> _How to complete this task_: Scan the entries for lines with the word "IdentityProvider", then copy those lines.

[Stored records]

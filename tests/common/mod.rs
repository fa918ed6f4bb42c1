#![allow(dead_code)]

use anyhow::{Context, Result};
use async_trait::async_trait;
use axum::{
    body::Body,
    http::{header, Method, Request, StatusCode},
    Router,
};
use http_body_util::BodyExt;
use roster::{
    account::{memory::MemoryStore, AccountKind, AccountStore},
    api::{self, AppState},
    provider::{
        IdentityProvider, Operation, ProviderUser, Registration, ServiceError, TokenBundle,
        CONFIRMED_STATUS,
    },
};
use serde_json::Value;
use std::{
    collections::{BTreeMap, HashSet},
    sync::{
        atomic::{AtomicUsize, Ordering},
        Arc, Mutex, PoisonError,
    },
};
use tower::ServiceExt;

pub const CLIENT_REF: &str = "client-id";

/// Identity provider double that records every call and fails the
/// operations it is told to.
#[derive(Default)]
pub struct FakeProvider {
    calls: Mutex<Vec<&'static str>>,
    failing: Mutex<HashSet<&'static str>>,
    users: Mutex<BTreeMap<String, ProviderUser>>,
    subjects: AtomicUsize,
}

impl FakeProvider {
    pub fn fail(&self, call: &'static str) {
        self.failing
            .lock()
            .unwrap_or_else(PoisonError::into_inner)
            .insert(call);
    }

    pub fn calls(&self) -> Vec<&'static str> {
        self.calls
            .lock()
            .unwrap_or_else(PoisonError::into_inner)
            .clone()
    }

    pub fn count(&self, call: &str) -> usize {
        self.calls().iter().filter(|c| **c == call).count()
    }

    pub fn remote_status(&self, email: &str) -> Option<String> {
        self.users
            .lock()
            .unwrap_or_else(PoisonError::into_inner)
            .get(email)
            .and_then(|user| user.status.clone())
    }

    fn record(&self, call: &'static str, operation: Operation) -> Result<(), ServiceError> {
        self.calls
            .lock()
            .unwrap_or_else(PoisonError::into_inner)
            .push(call);
        let failing = self
            .failing
            .lock()
            .unwrap_or_else(PoisonError::into_inner)
            .contains(call);
        if failing {
            Err(ServiceError::new(
                operation,
                Some("NotAuthorizedException".to_string()),
                format!("{call} rejected"),
            ))
        } else {
            Ok(())
        }
    }

    fn tokens() -> TokenBundle {
        TokenBundle {
            access_token: "access".to_string(),
            refresh_token: Some("refresh".to_string()),
            id_token: Some("id".to_string()),
            expires_in: 3600,
            token_type: "Bearer".to_string(),
        }
    }
}

#[async_trait]
impl IdentityProvider for FakeProvider {
    async fn register(
        &self,
        email: &str,
        _password: &str,
        attributes: &BTreeMap<String, String>,
    ) -> Result<Registration, ServiceError> {
        self.record("register", Operation::Register)?;
        let subject = format!("sub-{}", self.subjects.fetch_add(1, Ordering::SeqCst) + 1);
        let mut attributes = attributes.clone();
        attributes.insert("email".to_string(), email.to_string());
        self.users
            .lock()
            .unwrap_or_else(PoisonError::into_inner)
            .insert(
                email.to_string(),
                ProviderUser {
                    username: subject.clone(),
                    status: Some("UNCONFIRMED".to_string()),
                    enabled: true,
                    attributes,
                },
            );
        Ok(Registration {
            subject,
            client_ref: CLIENT_REF.to_string(),
        })
    }

    async fn authenticate(&self, _email: &str, _password: &str) -> Result<TokenBundle, ServiceError> {
        self.record("authenticate", Operation::Authenticate)?;
        Ok(Self::tokens())
    }

    async fn refresh(&self, _email: &str, _refresh_token: &str) -> Result<TokenBundle, ServiceError> {
        self.record("refresh", Operation::Refresh)?;
        Ok(TokenBundle {
            refresh_token: None,
            ..Self::tokens()
        })
    }

    async fn revoke_token(&self, _refresh_token: &str) -> Result<(), ServiceError> {
        self.record("revoke_token", Operation::RevokeToken)
    }

    async fn confirm_registration(
        &self,
        _client_ref: &str,
        _code: &str,
        email: &str,
    ) -> Result<(), ServiceError> {
        self.record("confirm_registration", Operation::ConfirmRegistration)?;
        if let Some(user) = self
            .users
            .lock()
            .unwrap_or_else(PoisonError::into_inner)
            .get_mut(email)
        {
            user.status = Some(CONFIRMED_STATUS.to_string());
        }
        Ok(())
    }

    async fn resend_confirmation_code(
        &self,
        _client_ref: &str,
        _email: &str,
    ) -> Result<(), ServiceError> {
        self.record("resend_confirmation_code", Operation::ResendConfirmationCode)
    }

    async fn change_password(
        &self,
        _access_token: &str,
        _previous_password: &str,
        _proposed_password: &str,
    ) -> Result<(), ServiceError> {
        self.record("change_password", Operation::ChangePassword)
    }

    async fn forgot_password(&self, _email: &str) -> Result<(), ServiceError> {
        self.record("forgot_password", Operation::ForgotPassword)
    }

    async fn confirm_forgot_password(
        &self,
        _email: &str,
        _code: &str,
        _password: &str,
    ) -> Result<(), ServiceError> {
        self.record("confirm_forgot_password", Operation::ConfirmForgotPassword)
    }

    async fn find_user(&self, email: &str) -> Result<Option<ProviderUser>, ServiceError> {
        self.record("find_user", Operation::LookupUser)?;
        Ok(self
            .users
            .lock()
            .unwrap_or_else(PoisonError::into_inner)
            .get(email)
            .cloned())
    }
}

pub struct TestApp {
    pub router: Router,
    pub store: Arc<MemoryStore>,
    pub provider: Arc<FakeProvider>,
}

impl TestApp {
    pub fn new() -> Self {
        let store = Arc::new(MemoryStore::new());
        let provider = Arc::new(FakeProvider::default());
        let state = AppState::new(store.clone(), store.clone(), provider.clone(), 3600);
        Self {
            router: api::app(state),
            store,
            provider,
        }
    }

    /// Send a request and decode the JSON body (`Value::Null` when empty).
    pub async fn send(
        &self,
        method: Method,
        uri: &str,
        body: Option<Value>,
        token: Option<&str>,
    ) -> Result<(StatusCode, Value)> {
        let mut request = Request::builder().method(method).uri(uri);
        if let Some(token) = token {
            request = request.header(header::AUTHORIZATION, format!("Bearer {token}"));
        }
        let request = match body {
            Some(body) => request
                .header(header::CONTENT_TYPE, "application/json")
                .body(Body::from(serde_json::to_vec(&body)?))?,
            None => request.body(Body::empty())?,
        };

        self.dispatch(request).await
    }

    /// Send `body` verbatim, with `content_type` when given.
    pub async fn send_raw(
        &self,
        uri: &str,
        content_type: Option<&str>,
        body: &str,
        token: Option<&str>,
    ) -> Result<(StatusCode, Value)> {
        let mut request = Request::builder().method(Method::POST).uri(uri);
        if let Some(content_type) = content_type {
            request = request.header(header::CONTENT_TYPE, content_type);
        }
        if let Some(token) = token {
            request = request.header(header::AUTHORIZATION, format!("Bearer {token}"));
        }
        self.dispatch(request.body(Body::from(body.to_string()))?)
            .await
    }

    async fn dispatch(&self, request: Request<Body>) -> Result<(StatusCode, Value)> {
        let response = self.router.clone().oneshot(request).await?;
        let status = response.status();
        let bytes = response.into_body().collect().await?.to_bytes();
        let json = if bytes.is_empty() {
            Value::Null
        } else {
            serde_json::from_slice(&bytes)?
        };
        Ok((status, json))
    }

    pub async fn post(&self, uri: &str, body: Value) -> Result<(StatusCode, Value)> {
        self.send(Method::POST, uri, Some(body), None).await
    }

    /// Register an admin and return its bearer token.
    pub async fn admin_token(&self, name: &str, email: &str) -> Result<String> {
        let (status, body) = self
            .post(
                "/auth/admin/register",
                serde_json::json!({
                    "name": name,
                    "email": email,
                    "password": "secret-pass",
                    "confirm_password": "secret-pass",
                }),
            )
            .await?;
        anyhow::ensure!(status == StatusCode::CREATED, "admin register: {status} {body}");
        body["data"]["authorisation"]["token"]
            .as_str()
            .map(str::to_string)
            .context("missing admin token")
    }

    /// Stored password hash of a record.
    pub async fn password_hash(&self, kind: AccountKind, id: &str) -> Result<String> {
        self.store
            .find(kind, id)
            .await?
            .map(|account| account.password_hash)
            .context("missing account")
    }

    /// Register a provider-backed user and return its id.
    pub async fn register_user(&self, name: &str, email: &str) -> Result<String> {
        let (status, body) = self.post("/auth/user/register", user_body(name, email)).await?;
        anyhow::ensure!(status == StatusCode::CREATED, "user register: {status} {body}");
        body["data"]["id"]
            .as_str()
            .map(str::to_string)
            .context("missing user id")
    }
}

pub fn user_body(name: &str, email: &str) -> Value {
    serde_json::json!({
        "name": name,
        "email": email,
        "password": "secret-pass",
        "confirm_password": "secret-pass",
    })
}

> _Result for this task_:
        IdentityProvider, Operation, ProviderUser, Registration, ServiceError, TokenBundle,
impl IdentityProvider for FakeProvider {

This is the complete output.